### [Work item]
Copy each line of the records below that has "models" in it.

Stored items:
----

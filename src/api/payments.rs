//! Payments: subscription billing over shielded payment addresses.

use std::str::FromStr;

use reqwest::Client;
use serde::{Deserialize, Serialize};
use tracing::info;

use super::{ServiceEndpoint, ServiceHealth};
use crate::error::{GatewayError, GatewayResult};

#[derive(Debug, Clone, Copy, Serialize, Deserialize, PartialEq, Eq)]
#[serde(rename_all = "lowercase")]
pub enum SubscriptionTier {
    Basic,
    Pro,
}

impl FromStr for SubscriptionTier {
    type Err = GatewayError;

    fn from_str(s: &str) -> Result<Self, Self::Err> {
        match s.trim().to_ascii_lowercase().as_str() {
            "basic" => Ok(Self::Basic),
            "pro" => Ok(Self::Pro),
            other => Err(GatewayError::Validation(format!(
                "unknown subscription tier: {}",
                other
            ))),
        }
    }
}

#[derive(Debug, Serialize)]
struct SubscribeRequest<'a> {
    user_id: &'a str,
    tier: SubscriptionTier,
}

#[derive(Debug, Serialize)]
struct AddressRequest<'a> {
    payment_address: &'a str,
}

/// Where and how much to pay for a new subscription
#[derive(Debug, Clone, Deserialize, Serialize)]
pub struct PaymentRequest {
    pub payment_address: String,
    pub amount_zec: f64,
    pub status: String,
}

#[derive(Debug, Clone, Deserialize, Serialize)]
pub struct PaymentCheck {
    pub received: bool,
}

#[derive(Debug, Clone)]
pub struct PaymentsClient {
    endpoint: ServiceEndpoint,
}

impl PaymentsClient {
    pub fn new(base_url: &str, client: Client) -> Self {
        Self {
            endpoint: ServiceEndpoint::new("payments", base_url, client),
        }
    }

    pub async fn create_subscription(
        &self,
        user_id: &str,
        tier: SubscriptionTier,
    ) -> GatewayResult<PaymentRequest> {
        if user_id.trim().is_empty() {
            return Err(GatewayError::Validation("userId must not be empty".to_string()));
        }

        let request: PaymentRequest = self
            .endpoint
            .post_json("/subscribe", &SubscribeRequest { user_id, tier })
            .await?;
        info!(
            "Subscription for {} awaiting {} ZEC at {}",
            user_id, request.amount_zec, request.payment_address
        );
        Ok(request)
    }

    pub async fn check_payment(&self, payment_address: &str) -> GatewayResult<PaymentCheck> {
        validate_address(payment_address)?;
        self.endpoint
            .post_json("/check", &AddressRequest { payment_address })
            .await
    }

    /// Dev-only: ask the payments service to mark an address as paid
    pub async fn simulate_payment(&self, payment_address: &str) -> GatewayResult<PaymentCheck> {
        validate_address(payment_address)?;
        self.endpoint
            .post_json("/simulate", &AddressRequest { payment_address })
            .await
    }

    pub async fn health(&self) -> ServiceHealth {
        self.endpoint.health().await
    }
}

fn validate_address(payment_address: &str) -> GatewayResult<()> {
    if payment_address.trim().is_empty() {
        return Err(GatewayError::Validation(
            "paymentAddress must not be empty".to_string(),
        ));
    }
    Ok(())
}

#[cfg(test)]
mod tests {
    use super::*;
    use crate::api::build_http_client;
    use mockito::Matcher;
    use std::time::Duration;

    fn client(url: &str) -> PaymentsClient {
        PaymentsClient::new(url, build_http_client(Duration::from_secs(2)).unwrap())
    }

    #[test]
    fn test_tier_parsing() {
        assert_eq!("PRO".parse::<SubscriptionTier>().unwrap(), SubscriptionTier::Pro);
        assert!("enterprise".parse::<SubscriptionTier>().is_err());
    }

    #[tokio::test]
    async fn test_create_subscription() {
        let mut server = mockito::Server::new_async().await;
        let mock = server
            .mock("POST", "/subscribe")
            .match_body(Matcher::Json(serde_json::json!({"user_id": "u1", "tier": "pro"})))
            .with_status(200)
            .with_body(
                r#"{"payment_address": "ua1abc", "amount_zec": 0.1,
                    "status": "pending_payment"}"#,
            )
            .create_async()
            .await;

        let request = client(&server.url())
            .create_subscription("u1", SubscriptionTier::Pro)
            .await
            .unwrap();
        mock.assert_async().await;
        assert_eq!(request.payment_address, "ua1abc");
        assert_eq!(request.amount_zec, 0.1);
    }

    #[tokio::test]
    async fn test_check_and_simulate_payment() {
        let mut server = mockito::Server::new_async().await;
        server
            .mock("POST", "/check")
            .match_body(Matcher::Json(serde_json::json!({"payment_address": "ua1abc"})))
            .with_status(200)
            .with_body(r#"{"received": false}"#)
            .create_async()
            .await;
        server
            .mock("POST", "/simulate")
            .with_status(200)
            .with_body(r#"{"status": "simulated", "received": true}"#)
            .create_async()
            .await;

        let payments = client(&server.url());
        assert!(!payments.check_payment("ua1abc").await.unwrap().received);
        assert!(payments.simulate_payment("ua1abc").await.unwrap().received);
        assert!(payments.check_payment(" ").await.is_err());
    }
}
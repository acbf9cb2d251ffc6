//! Trader directory
//!
//! Read-only collection of trader profiles and their trade records, plus the
//! query layer (`query`) and the aggregation layer (`stats`) built on top of it.
//! A directory is constructed once at startup, either from a JSON fixture file
//! or from the built-in demo dataset, and shared behind an `Arc`.

pub mod fixture;
pub mod query;
pub mod stats;

use std::collections::{HashMap, HashSet};
use std::path::Path;

use anyhow::{Context, Result};
use serde::Deserialize;
use tracing::info;

use crate::error::{GatewayError, GatewayResult};
use crate::models::{Trade, Trader};

/// On-disk layout of a directory fixture file
#[derive(Debug, Deserialize)]
struct DirectoryFile {
    traders: Vec<Trader>,
    #[serde(default)]
    trades: Vec<Trade>,
}

#[derive(Debug, Clone)]
pub struct TraderDirectory {
    traders: Vec<Trader>,
    trades: Vec<Trade>,
    /// Trader id -> position in `traders`
    by_id: HashMap<String, usize>,
}

impl TraderDirectory {
    /// Build a directory, rejecting duplicate trader ids and trades that
    /// reference unknown traders.
    pub fn new(traders: Vec<Trader>, trades: Vec<Trade>) -> GatewayResult<Self> {
        let mut seen = HashSet::with_capacity(traders.len());
        for trader in &traders {
            if !seen.insert(trader.id.as_str()) {
                return Err(GatewayError::Validation(format!(
                    "duplicate trader id: {}",
                    trader.id
                )));
            }
        }

        if let Some(orphan) = trades.iter().find(|t| !seen.contains(t.trader_id.as_str())) {
            return Err(GatewayError::Validation(format!(
                "trade {} references unknown trader {}",
                orphan.id, orphan.trader_id
            )));
        }

        Ok(Self::assemble(traders, trades))
    }

    fn assemble(traders: Vec<Trader>, trades: Vec<Trade>) -> Self {
        let by_id = traders
            .iter()
            .enumerate()
            .map(|(idx, t)| (t.id.clone(), idx))
            .collect();
        Self {
            traders,
            trades,
            by_id,
        }
    }

    /// Load a directory from a JSON file of the form `{"traders": [...], "trades": [...]}`
    pub fn from_json_file(path: &Path) -> Result<Self> {
        let data = std::fs::read_to_string(path)
            .with_context(|| format!("Failed to read directory fixture {}", path.display()))?;
        let file: DirectoryFile = serde_json::from_str(&data)
            .with_context(|| format!("Failed to parse directory fixture {}", path.display()))?;

        let directory = Self::new(file.traders, file.trades)
            .with_context(|| format!("Invalid directory fixture {}", path.display()))?;

        info!(
            "Loaded directory fixture {}: {} traders, {} trades",
            path.display(),
            directory.traders.len(),
            directory.trades.len()
        );
        Ok(directory)
    }

    pub fn traders(&self) -> &[Trader] {
        &self.traders
    }

    pub fn trades(&self) -> &[Trade] {
        &self.trades
    }

    pub fn get(&self, trader_id: &str) -> Option<&Trader> {
        self.by_id.get(trader_id).map(|&idx| &self.traders[idx])
    }

    pub fn contains(&self, trader_id: &str) -> bool {
        self.by_id.contains_key(trader_id)
    }

    /// Trades of one trader, newest first
    pub fn trades_for(&self, trader_id: &str) -> Vec<&Trade> {
        let mut trades: Vec<&Trade> = self
            .trades
            .iter()
            .filter(|t| t.trader_id == trader_id)
            .collect();
        trades.sort_by(|a, b| b.executed_at.cmp(&a.executed_at));
        trades
    }
}

#[cfg(test)]
pub(crate) mod test_support {
    use chrono::{TimeZone, Utc};

    use crate::models::{Chain, Trade, TradeSide, Trader, VerificationType};

    pub fn trader(
        id: &str,
        name: &str,
        verification_type: VerificationType,
        chains: &[Chain],
        win_rate: f64,
        total_pnl: f64,
    ) -> Trader {
        Trader {
            id: id.to_string(),
            address: format!("0x{}", id.repeat(4)),
            name: name.to_string(),
            verification_type,
            chains: chains.to_vec(),
            win_rate,
            total_pnl,
            total_trades: 10,
            followers: 100,
            bio: None,
            joined_at: Utc.with_ymd_and_hms(2024, 1, 1, 0, 0, 0).unwrap(),
        }
    }

    pub fn trade(id: &str, trader_id: &str, amount_in: f64, hour: u32) -> Trade {
        Trade {
            id: id.to_string(),
            trader_id: trader_id.to_string(),
            chain: Chain::Base,
            pair: "ETH/USDC".to_string(),
            side: TradeSide::Buy,
            amount_in,
            amount_out: amount_in,
            pnl: 0.0,
            executed_at: Utc.with_ymd_and_hms(2024, 6, 1, hour, 0, 0).unwrap(),
        }
    }
}

#[cfg(test)]
mod tests {
    use super::test_support::{trade, trader};
    use super::*;
    use crate::models::{Chain, VerificationType};

    #[test]
    fn test_lookup_returns_unique_trader_or_none() {
        let directory = TraderDirectory::new(
            vec![
                trader("a", "Alpha", VerificationType::Zk, &[Chain::Base], 60.0, 1.0),
                trader("b", "Beta", VerificationType::Tee, &[Chain::Solana], 70.0, 2.0),
            ],
            Vec::new(),
        )
        .unwrap();

        assert_eq!(directory.get("b").unwrap().name, "Beta");
        assert!(directory.get("zzz").is_none());
        assert!(directory.contains("a"));
    }

    #[test]
    fn test_duplicate_ids_are_rejected() {
        let result = TraderDirectory::new(
            vec![
                trader("a", "Alpha", VerificationType::Zk, &[], 60.0, 1.0),
                trader("a", "Alpha Again", VerificationType::Zk, &[], 60.0, 1.0),
            ],
            Vec::new(),
        );
        assert!(matches!(result, Err(GatewayError::Validation(_))));
    }

    #[test]
    fn test_orphan_trades_are_rejected() {
        let result = TraderDirectory::new(
            vec![trader("a", "Alpha", VerificationType::Zk, &[], 60.0, 1.0)],
            vec![trade("t1", "ghost", 10.0, 1)],
        );
        assert!(result.is_err());
    }

    #[test]
    fn test_trades_for_is_newest_first() {
        let directory = TraderDirectory::new(
            vec![
                trader("a", "Alpha", VerificationType::Zk, &[], 60.0, 1.0),
                trader("b", "Beta", VerificationType::Tee, &[], 60.0, 1.0),
            ],
            vec![
                trade("t1", "a", 10.0, 1),
                trade("t2", "a", 20.0, 5),
                trade("t3", "b", 30.0, 3),
            ],
        )
        .unwrap();

        let ids: Vec<&str> = directory.trades_for("a").iter().map(|t| t.id.as_str()).collect();
        assert_eq!(ids, vec!["t2", "t1"]);
        assert!(directory.trades_for("nobody").is_empty());
    }

    #[test]
    fn test_from_json_file() {
        let path = std::env::temp_dir().join(format!("directory-{}.json", uuid::Uuid::new_v4()));
        std::fs::write(
            &path,
            r#"{"traders": [{
                "id": "t1", "address": "0xabc", "name": "Alpha",
                "verificationType": "TEE", "chains": ["arbitrum"],
                "winRate": 55.0, "totalPnL": 12.5, "totalTrades": 3,
                "followers": 9, "joinedAt": "2024-02-01T00:00:00Z"
            }]}"#,
        )
        .unwrap();

        let directory = TraderDirectory::from_json_file(&path).unwrap();
        std::fs::remove_file(&path).ok();

        assert_eq!(directory.traders().len(), 1);
        assert!(directory.trades().is_empty());
        assert_eq!(directory.get("t1").unwrap().chains, vec![Chain::Arbitrum]);
    }
}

----

### [Task answer]
use crate::models::{Trade, Trader};
    use crate::models::{Chain, Trade, TradeSide, Trader, VerificationType};
    use crate::models::{Chain, VerificationType};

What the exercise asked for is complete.